7. Once you confirm your vote on the resolution, you will not be allowed to modify your vote.

General Guidelines for shareholders

  1. Institutional shareholders (i.e. other than individuals, HUF, NRI etc.) are required to send scanned copy (PDF/JPG Format) of the relevant Board Resolution/ Authority letter etc. with attested specimen signature of the duly authorized signatory(ies) who are authorized to vote, to the Scrutinizer by e-mail to [email protected] with a copy marked to [email protected].

  2. It is strongly recommended not to share your password with any other person and take utmost care to keep your password confidential. Login to the e-voting website will be disabled upon five unsuccessful attempts to key in the correct password. In such an event, you will need to go through the “Forgot User Details/Password?” or “Physical User Reset Password?” option available on www.evoting.nsdl.com to reset the password.

  3. In case of any queries, you may refer the Frequently Asked Questions (FAQs) for Shareholders and e-voting user manual for Shareholders available at the download section of www.evoting.nsdl.com or call on toll free no.: 1800 1020 990 and 1800 22 44 30 or send a request at [email protected]

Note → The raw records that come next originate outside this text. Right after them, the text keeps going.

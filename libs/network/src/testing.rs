//! In-memory transport for driver tests

use async_trait::async_trait;
use parking_lot::Mutex;
use std::collections::{HashMap, VecDeque};
use zbx_codec::{Packet, Response};

use crate::address::CollectorAddress;
use crate::error::SenderError;
use crate::transports::Transport;
use crate::Result;

enum Step {
    Reply(Response),
    Refuse,
}

/// Replays scripted replies per host and records every attempted address
///
/// A host with no remaining steps refuses the connection.
#[derive(Default)]
pub(crate) struct ScriptedTransport {
    script: Mutex<HashMap<String, VecDeque<Step>>>,
    calls: Mutex<Vec<String>>,
    packets: Mutex<Vec<Packet>>,
}

impl ScriptedTransport {
    pub(crate) fn new() -> Self {
        Self::default()
    }

    pub(crate) fn reply(self, host: &str, response: Response) -> Self {
        self.push(host, Step::Reply(response));
        self
    }

    pub(crate) fn refuse(self, host: &str) -> Self {
        self.push(host, Step::Refuse);
        self
    }

    fn push(&self, host: &str, step: Step) {
        self.script
            .lock()
            .entry(host.to_string())
            .or_default()
            .push_back(step);
    }

    pub(crate) fn calls(&self) -> Vec<String> {
        self.calls.lock().clone()
    }

    pub(crate) fn packets(&self) -> Vec<Packet> {
        self.packets.lock().clone()
    }
}

#[async_trait]
impl Transport for ScriptedTransport {
    async fn exchange(&self, address: &CollectorAddress, packet: &Packet) -> Result<Response> {
        self.calls.lock().push(address.to_string());
        self.packets.lock().push(packet.clone());

        let step = self
            .script
            .lock()
            .get_mut(address.host())
            .and_then(VecDeque::pop_front);

        match step {
            Some(Step::Reply(response)) => Ok(response),
            Some(Step::Refuse) | None => Err(SenderError::connect(
                address,
                std::io::Error::new(std::io::ErrorKind::ConnectionRefused, "connection refused"),
            )),
        }
    }
}
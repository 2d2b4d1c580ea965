//! # Sender Configuration
//!
//! Default constants and loadable settings for the collector sender.
//!
//! ## Usage
//!
//! ```rust,no_run
//! use std::path::Path;
//! use zbx_config::SenderSettings;
//!
//! // File values first, then ZBX_* environment overrides
//! let settings = SenderSettings::load(Some(Path::new("config/sender.toml")))?;
//! println!("collectors: {:?}", settings.hosts);
//! # Ok::<(), anyhow::Error>(())
//! ```

pub mod defaults;
pub mod sender_config;

pub use sender_config::SenderSettings;
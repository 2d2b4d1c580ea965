//! # Zabbix Sender Protocol Codec
//!
//! ## Purpose
//!
//! The "rules" layer of the sender: what goes on the wire and how collector
//! replies are interpreted.
//! - Metric and packet model with per-mode consistency checks
//! - `ZBXD\x01` + u64 LE length + JSON framing
//! - Response model including proxy-group redirect descriptors
//! - Statistics parsing of the free-text info field
//!
//! ## What This Crate Does NOT Contain
//! - Sockets, timeouts or retries (belongs in zbx-network)
//! - Configuration loading (belongs in zbx-config)
//!
//! ## Architecture Role
//!
//! ```text
//! caller metrics → [codec: Packet → frame bytes] → network → collector
//!                  [codec: frame bytes → Response → ResponseInfo] ←
//! ```

pub mod constants;
pub mod error;
pub mod frame;
pub mod info;
pub mod metric;
pub mod packet;
pub mod response;

pub use constants::*;
pub use error::{InfoError, ProtocolError, ProtocolResult};
pub use frame::{decode_response, decode_response_body, encode_packet, encode_response, FrameHeader};
pub use info::ResponseInfo;
pub use metric::{DeliveryMode, Metric};
pub use packet::{Packet, RequestKind};
pub use response::{Redirect, Response, ResponseStatus};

Process for those shareholders whose email ids are not registered with the depositories for procuring user id and password and registration of e mail ids for e-voting for the resolutions set out in this notice :

  1. In case shares are held in physical mode please provide Folio No., Name of shareholder, scanned copy of the share certificate (front and back), PAN (self attested scanned copy of PAN card), AADHAR (self attested scanned copy of Aadhar Card) by email to [email protected] .

  2. In case shares are held in demat mode, please provide DPID-CLID (16 digit DPID + CLID or 16 digit beneficiary ID), Name, client master or copy of Consolidated Account statement, PAN (self attested scanned copy of PAN card), AADHAR (self attested scanned copy of Aadhar Card) to [email protected] . If you are an Individual shareholders holding securities in demat mode, you are requested to refer to the login method explained at step 1 (A ) i.e. Login method for e-Voting for Individual shareholders holding securities in demat mode .

  3. Alternatively shareholder/members may send a request to [email protected] for procuring user id and password for e-voting by providing above mentioned documents.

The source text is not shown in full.